Communication is always evolving. With the newest technologies available to us, we are modifying how we talk and understand communication. (Do we all remember the #hashtag phase? If not Jimmy Fallon and Justin Timberlake did a comedy skit that sums it up perfectly!) One thing is true, we love to communicate with each other. If we are striving to be authentic and impeccable during this communication, we can continue to create a more caring and positive world.
Everyone has a slightly different way of thinking, and thus a different way of interpreting what is being said. If we break down the process of communication we have two parts of the brain that are performing tasks simultaneously. First we have listening and then talking. In his TedTalk neuroscientist Uri Hasson goes through a research study he helped perform. During this study, people were placed in an MRI machine to record which areas of the brain light up while being told/telling a story. What was observed was the areas of the brain that light up during these tasks and the wave patterns that are another depiction of the brains activity. At first the people that were in the MRI machines had irractive results (a.k.a. their minds were thinking about all different things). But when the story began, all of the brains synced up to display almost the same results. These results are an example of neural entrainment. “…we believe that these responses … become similar across listeners because of the meaning conveyed by the speaker, and not by words or sound. ” (Uri Hasson) Uri might be onto something when he comments that this alignment that we are seeing is vital for communication. This communication is stronger when the speaker and the listener are communicating in the same/familiar language. For example, if you have a strong grasp on English, a story told to you in English will be better comprehended verses a story told in an unfamiliar language. It is important to note that retelling a story or memory results in the same activities in the brains of the speaker and listener.Think about the warm fuzzy feeling that you get when telling someone your favorite memory.

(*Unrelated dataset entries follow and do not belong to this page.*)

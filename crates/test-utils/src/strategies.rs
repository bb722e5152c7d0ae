//! Proptest strategies for rollbook domain types.
//!
//! Reusable generators for property-based testing across crates. Strategies
//! produce well-formed domain values while exploring edge cases through
//! random variation.
//!
//! # Usage
//!
//! ```no_run
//! use rollbook_test_utils::strategies;
//! use proptest::prelude::*;
//!
//! proptest! {
//!     #[test]
//!     fn my_property(identity in strategies::arb_identity()) {
//!         // test invariant with a randomly generated identity
//!     }
//! }
//! ```

use proptest::prelude::*;

use rollbook_types::{Identity, MetadataHash, VoterStatus};

/// Generates an arbitrary principal string of 1-24 characters matching
/// `[a-z][a-z0-9:_-]{0,23}`.
pub fn arb_identity() -> impl Strategy<Value = Identity> {
    "[a-z][a-z0-9:_-]{0,23}".prop_map(Identity::new)
}

/// Generates a vector of distinct identities, 1-32 entries.
pub fn arb_identity_set() -> impl Strategy<Value = Vec<Identity>> {
    proptest::collection::btree_set(arb_identity(), 1..32)
        .prop_map(|set| set.into_iter().collect())
}

/// Generates an arbitrary 32-byte metadata digest.
pub fn arb_metadata_hash() -> impl Strategy<Value = MetadataHash> {
    any::<[u8; 32]>()
}

/// Generates an arbitrary lifecycle status.
pub fn arb_status() -> impl Strategy<Value = VoterStatus> {
    prop_oneof![
        Just(VoterStatus::Pending),
        Just(VoterStatus::Approved),
        Just(VoterStatus::Revoked),
    ]
}

/// Generates an arbitrary height counter value.
pub fn arb_height() -> impl Strategy<Value = u64> {
    0..=u64::from(u32::MAX)
}

#[cfg(test)]
#[allow(clippy::unwrap_used, clippy::expect_used)]
mod tests {
    use super::*;

    proptest! {
        #[test]
        fn generated_identities_are_never_empty(identity in arb_identity()) {
            prop_assert!(!identity.is_empty());
        }

        #[test]
        fn generated_identity_sets_are_distinct(identities in arb_identity_set()) {
            let mut deduped = identities.clone();
            deduped.sort();
            deduped.dedup();
            prop_assert_eq!(deduped.len(), identities.len());
        }
    }
}
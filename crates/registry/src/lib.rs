//! Registry core for rollbook.
//!
//! This crate owns the voter lifecycle state machine and everything that
//! fronts it:
//!
//! - Role resolution and authorization gates (admin / official / ordinary)
//! - Lifecycle transitions with forward-only status semantics
//! - Sequential registration-id allocation with a reverse lookup index
//! - The serialized public call surface, including best-effort batches
//! - Audit event emission through an injected sink port
//! - Snapshot persistence for hosts with durable storage
//!
//! The consensus/ledger substrate is an external collaborator: it supplies
//! an authenticated caller and a monotonic height via [`CallContext`], and
//! consumes audit events through the [`EventSink`] port.

#![deny(unsafe_code)]

mod access;
mod allocator;
mod record;
mod registry;
mod sink;
mod snapshot;
mod state;

pub use access::Role;
pub use allocator::IdAllocator;
pub use registry::{CallContext, Registry};
pub use sink::{EventSink, MemorySink, NullSink, WriterSink};
pub use snapshot::{
    SNAPSHOT_VERSION, SnapshotError, SnapshotMeta, decode_snapshot, encode_snapshot,
    read_snapshot, write_snapshot,
};
pub use state::{InvariantViolation, RegistryState};
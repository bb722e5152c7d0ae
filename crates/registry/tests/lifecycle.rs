//! End-to-end lifecycle tests for the registry call surface.
//!
//! Exercises the full flow the way a hosting environment would drive it:
//! officials delegated by the admin, registrants moving through
//! pending/approved/revoked, pause windows, and best-effort batches, with
//! the audit trail captured through a memory sink and asserted alongside
//! state.

// Test code is allowed to use unwrap for simplicity
#![allow(clippy::unwrap_used, clippy::expect_used, clippy::disallowed_methods)]

use std::sync::Arc;

use rollbook_registry::{CallContext, MemorySink, Registry};
use rollbook_test_utils::fixtures;
use rollbook_types::{ErrorCode, Identity, RegistryEvent, VoterId, VoterStatus, ZERO_METADATA};

fn setup() -> (Registry, Arc<MemorySink>) {
    let sink = Arc::new(MemorySink::new());
    let registry = Registry::new(fixtures::admin(), sink.clone());
    (registry, sink)
}

fn ctx(identity: &Identity, height: u64) -> CallContext {
    CallContext::new(identity.clone(), height)
}

/// The full delegation-and-lifecycle walk:
/// admin delegates O; O probes an unregistered identity; V registers with a
/// zero digest and gets id 1; O approves V; admin revokes V; O's re-approval
/// bounces off the terminal status.
#[test]
fn official_delegation_lifecycle_walk() {
    let (registry, sink) = setup();
    let admin = fixtures::admin();
    let officer = fixtures::official();
    let v = fixtures::voter("v");

    registry.add_official(&ctx(&admin, 1), officer.clone()).expect("delegate officer");

    // Approving an identity that never registered.
    let err = registry.approve(&ctx(&officer, 2), &fixtures::voter("x")).unwrap_err();
    assert_eq!(err.code(), ErrorCode::NotRegistered);

    // V registers with a 32-byte zero hash.
    let id = registry.register(&ctx(&v, 3), ZERO_METADATA).expect("register v");
    assert_eq!(id, VoterId::new(1));
    let record = registry.get_record(&v).expect("record");
    assert_eq!(record.status, VoterStatus::Pending);
    assert!(!registry.is_eligible(&v));

    // O approves V.
    registry.approve(&ctx(&officer, 4), &v).expect("approve v");
    let record = registry.get_record(&v).expect("record");
    assert_eq!(record.status, VoterStatus::Approved);
    assert!(record.eligibility);
    assert!(registry.is_eligible(&v));

    // Admin revokes V.
    registry.revoke(&ctx(&admin, 5), &v).expect("revoke v");
    let record = registry.get_record(&v).expect("record");
    assert_eq!(record.status, VoterStatus::Revoked);
    assert!(!record.eligibility);
    assert!(!registry.is_eligible(&v));

    // O attempts to approve V again.
    let err = registry.approve(&ctx(&officer, 6), &v).unwrap_err();
    assert_eq!(err.code(), ErrorCode::InvalidStatus);

    // The audit trail reflects exactly the successful mutations, in order.
    let names: Vec<_> = sink.events().iter().map(RegistryEvent::name).collect();
    assert_eq!(
        names,
        vec!["official-added", "voter-registered", "voter-approved", "voter-revoked"]
    );
}

#[test]
fn ids_are_strictly_increasing_and_map_back() {
    let (registry, _) = setup();
    let mut previous = VoterId::new(0);
    for i in 0..20 {
        let voter = fixtures::voter(&format!("v{i}"));
        let id = registry.register(&ctx(&voter, i), fixtures::metadata("m")).expect("register");
        assert!(id > previous, "id {id} not above {previous}");
        previous = id;
        let record = registry.get_record_by_id(id).expect("reverse lookup");
        assert_eq!(record.id, id);
        assert_eq!(registry.get_record(&voter).expect("forward lookup").id, id);
    }
}

#[test]
fn pause_window_blocks_everything_but_administration() {
    let (registry, _) = setup();
    let admin = fixtures::admin();
    let officer = fixtures::official();
    let v = fixtures::voter("v");

    registry.add_official(&ctx(&admin, 1), officer.clone()).expect("delegate");
    registry.register(&ctx(&v, 2), ZERO_METADATA).expect("register");
    registry.set_paused(&ctx(&admin, 3), true).expect("pause");
    assert!(registry.is_paused());

    assert_eq!(
        registry.approve(&ctx(&officer, 4), &v).unwrap_err().code(),
        ErrorCode::Paused
    );
    assert_eq!(
        registry.batch_revoke(&ctx(&officer, 5), &[v.clone()]).unwrap_err().code(),
        ErrorCode::Paused
    );
    assert_eq!(registry.self_revoke(&ctx(&v, 6)).unwrap_err().code(), ErrorCode::Paused);

    // Unpausing restores prior behavior exactly.
    registry.set_paused(&ctx(&admin, 7), false).expect("unpause");
    registry.approve(&ctx(&officer, 8), &v).expect("approve after unpause");
}

/// Mixed batch: A eligible, B already approved, C missing. The call
/// succeeds with count 1, A approved, B and C untouched.
#[test]
fn batch_approve_partial_success() {
    let (registry, _) = setup();
    let admin = fixtures::admin();
    let a = fixtures::voter("a");
    let b = fixtures::voter("b");
    let c = fixtures::voter("c");

    registry.register(&ctx(&a, 1), ZERO_METADATA).expect("register a");
    registry.register(&ctx(&b, 2), ZERO_METADATA).expect("register b");
    registry.approve(&ctx(&admin, 3), &b).expect("approve b");

    let count = registry
        .batch_approve(&ctx(&admin, 4), &[a.clone(), b.clone(), c.clone()])
        .expect("batch");
    assert_eq!(count, 1);
    assert_eq!(registry.get_record(&a).expect("a").status, VoterStatus::Approved);
    assert_eq!(registry.get_record(&b).expect("b").status, VoterStatus::Approved);
    assert_eq!(registry.get_record(&c).unwrap_err().code(), ErrorCode::NotRegistered);
}

#[test]
fn reset_next_id_moves_allocation_forward_only() {
    let (registry, _) = setup();
    let admin = fixtures::admin();
    let a = fixtures::voter("a");
    registry.register(&ctx(&a, 1), ZERO_METADATA).expect("register");

    // At or below the counter: rejected.
    assert_eq!(
        registry.reset_next_id(&ctx(&admin, 2), VoterId::new(2)).unwrap_err().code(),
        ErrorCode::InvalidId
    );

    registry.reset_next_id(&ctx(&admin, 3), VoterId::new(1000)).expect("reset");
    assert_eq!(registry.next_id(), VoterId::new(1000));

    let b = fixtures::voter("b");
    let id = registry.register(&ctx(&b, 4), ZERO_METADATA).expect("register after reset");
    assert_eq!(id, VoterId::new(1000));

    // Previously assigned ids remain valid lookups.
    assert_eq!(registry.get_record_by_id(VoterId::new(1)).expect("old id").id, VoterId::new(1));
}

#[test]
fn self_revoke_needs_no_role_and_ignores_status() {
    let (registry, _) = setup();
    let admin = fixtures::admin();
    let v = fixtures::voter("v");

    registry.register(&ctx(&v, 1), ZERO_METADATA).expect("register");
    registry.approve(&ctx(&admin, 2), &v).expect("approve");
    registry.self_revoke(&ctx(&v, 3)).expect("self revoke approved");
    assert_eq!(registry.get_record(&v).expect("record").status, VoterStatus::Revoked);

    // Re-revoking oneself succeeds where an authority's revoke fails.
    registry.self_revoke(&ctx(&v, 4)).expect("self revoke revoked");
    assert_eq!(
        registry.revoke(&ctx(&admin, 5), &v).unwrap_err().code(),
        ErrorCode::InvalidStatus
    );
}

#[test]
fn event_wire_shape_matches_indexer_contract() {
    let (registry, sink) = setup();
    let v = fixtures::voter("v");
    registry.register(&ctx(&v, 1), ZERO_METADATA).expect("register");
    registry.approve(&ctx(&fixtures::admin(), 2), &v).expect("approve");

    let events = sink.events();
    assert_eq!(
        events[1].to_json(),
        r#"{"event":"voter-approved","voter":"voter:v","id":1}"#
    );
}
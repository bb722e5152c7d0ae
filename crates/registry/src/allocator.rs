//! Sequential registration-id allocation.
//!
//! Ids are assigned by a plain get-and-increment counter starting at 1, so
//! they are strictly increasing and deterministic for any call sequence.
//! The reverse index maps each assigned id back to the identity that
//! registered it; entries are written exactly once and never updated, even
//! after the identity is later revoked.

use std::collections::BTreeMap;

use serde::{Deserialize, Serialize};

use rollbook_types::{Identity, RegistryError, Result, VoterId};

/// Issues unique, monotonically increasing registration identifiers and
/// maintains the id → identity reverse lookup.
#[derive(Debug, Clone, PartialEq, Eq, Serialize, Deserialize)]
pub struct IdAllocator {
    /// The next id to hand out. Strictly greater than every assigned id;
    /// moves forward only.
    next_id: VoterId,
    /// Reverse index, populated at registration time only.
    id_index: BTreeMap<VoterId, Identity>,
}

impl IdAllocator {
    /// Creates an allocator with the counter at 1.
    pub fn new() -> Self {
        Self { next_id: VoterId::new(1), id_index: BTreeMap::new() }
    }

    /// Returns the id the next registration will receive.
    #[inline]
    pub fn next_id(&self) -> VoterId {
        self.next_id
    }

    /// Assigns the next id to `identity` and advances the counter.
    ///
    /// Only called from inside `register`; allocation is not part of the
    /// public call surface.
    pub fn allocate(&mut self, identity: Identity) -> VoterId {
        let id = self.next_id;
        self.next_id = VoterId::new(id.value() + 1);
        self.id_index.insert(id, identity);
        id
    }

    /// Moves the counter forward to `new_id`.
    ///
    /// An emergency escape hatch for recovering from operational anomalies.
    /// Accepts only strictly larger values; existing index entries and
    /// records are untouched, so id gaps are a legal outcome.
    ///
    /// # Errors
    ///
    /// Returns `InvalidId` if `new_id` is not strictly greater than the
    /// current counter.
    pub fn reset(&mut self, new_id: VoterId) -> Result<()> {
        if new_id <= self.next_id {
            return Err(RegistryError::InvalidId { current: self.next_id, requested: new_id });
        }
        self.next_id = new_id;
        Ok(())
    }

    /// Looks up the identity that registered under `id`.
    pub fn lookup(&self, id: VoterId) -> Option<&Identity> {
        self.id_index.get(&id)
    }

    /// Iterates over all assigned `(id, identity)` pairs in id order.
    pub fn assignments(&self) -> impl Iterator<Item = (VoterId, &Identity)> {
        self.id_index.iter().map(|(id, identity)| (*id, identity))
    }
}

impl Default for IdAllocator {
    fn default() -> Self {
        Self::new()
    }
}

#[cfg(test)]
#[allow(clippy::unwrap_used, clippy::expect_used, clippy::disallowed_methods)]
mod tests {
    use super::*;

    #[test]
    fn test_counter_starts_at_one() {
        assert_eq!(IdAllocator::new().next_id(), VoterId::new(1));
    }

    #[test]
    fn test_allocation_is_sequential() {
        let mut alloc = IdAllocator::new();
        assert_eq!(alloc.allocate(Identity::new("a")), VoterId::new(1));
        assert_eq!(alloc.allocate(Identity::new("b")), VoterId::new(2));
        assert_eq!(alloc.allocate(Identity::new("c")), VoterId::new(3));
        assert_eq!(alloc.next_id(), VoterId::new(4));
    }

    #[test]
    fn test_reverse_index_maps_back() {
        let mut alloc = IdAllocator::new();
        let id = alloc.allocate(Identity::new("alice"));
        assert_eq!(alloc.lookup(id), Some(&Identity::new("alice")));
        assert_eq!(alloc.lookup(VoterId::new(99)), None);
    }

    #[test]
    fn test_reset_forward_only() {
        let mut alloc = IdAllocator::new();
        alloc.allocate(Identity::new("a"));
        // Counter is at 2: equal and smaller values are rejected.
        let err = alloc.reset(VoterId::new(2)).unwrap_err();
        assert!(matches!(err, RegistryError::InvalidId { .. }));
        assert!(alloc.reset(VoterId::new(1)).is_err());

        alloc.reset(VoterId::new(100)).expect("forward reset");
        assert_eq!(alloc.next_id(), VoterId::new(100));
        // Existing assignments survive a reset.
        assert_eq!(alloc.lookup(VoterId::new(1)), Some(&Identity::new("a")));
    }

    #[test]
    fn test_allocation_after_reset_leaves_gap() {
        let mut alloc = IdAllocator::new();
        alloc.allocate(Identity::new("a"));
        alloc.reset(VoterId::new(50)).expect("reset");
        assert_eq!(alloc.allocate(Identity::new("b")), VoterId::new(50));
        let ids: Vec<_> = alloc.assignments().map(|(id, _)| id.value()).collect();
        assert_eq!(ids, vec![1, 50]);
    }
}
/// 算術平均を返す。空の場合は0を返す。
pub fn mean(values: &[i64]) -> f64 {
    if values.is_empty() {
        return 0.0;
    }

    values.iter().sum::<i64>() as f64 / values.len() as f64
}

/// 合計を返す。
pub fn total(values: &[i64]) -> i64 {
    values.iter().sum()
}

Ok, when we both listen and talk our brains have the same activity. But what about truly understanding and the different perspectives people have? Misunderstandings happen all the time in our lives because we often understand the same occurrence in different ways. Uri had another phase in this experiment. He recounts the results on how a story is interpreted by two groups of listeners, where each group had a different framing as a preface to the story. “This one sentence before the story started was enough to make the brain responses of all the people …be very similar [within each group] in these high-order areas and different than the other group. And if one sentence is enough to make your brain similar to people that think like you and very different than people that think differently than you, think how this effect is going to be amplified in real life… that give us very different perspectives on reality.”
Click Here if you would like to watch the full TedTalk by Uri Hasson.
Be Thoughtful and Deliberate- Reaction vs Interaction
Now that we understand a bit more about the science side of talking and listening, how can we use this knowledge to be authentic with our communication? A lot of this deals with being present, thoughtful and deliberate with our words when communicating with others and yourself. (Remember, self talk is super important too!) When reading a Harvard Business Review article by Tony Schwartz and Emily Pines titled Great Leaders Are Thoughtful and Deliberate, Not Impulsive and Reactive, we come to the two-fold idea once again. The part of us that is what we are most familiar with and use day-to-day for scheduling, working, etc. This part is “…run by our pre-frontal [sic.] cortex and mediated through our parasympathetic nervous system. This is the self we prefer to present to the world. It’s calm, measured, rational, and capable of making deliberate choices.” The second part is operated by a small cluster of nuclei in the midbrain called the amygdala. The amygdala “…is mediated by our sympathetic nervous system. Our second self seizes control any time we begin to perceive threat or danger. It’s reactive, impulsive, and operates largely outside our conscious control.”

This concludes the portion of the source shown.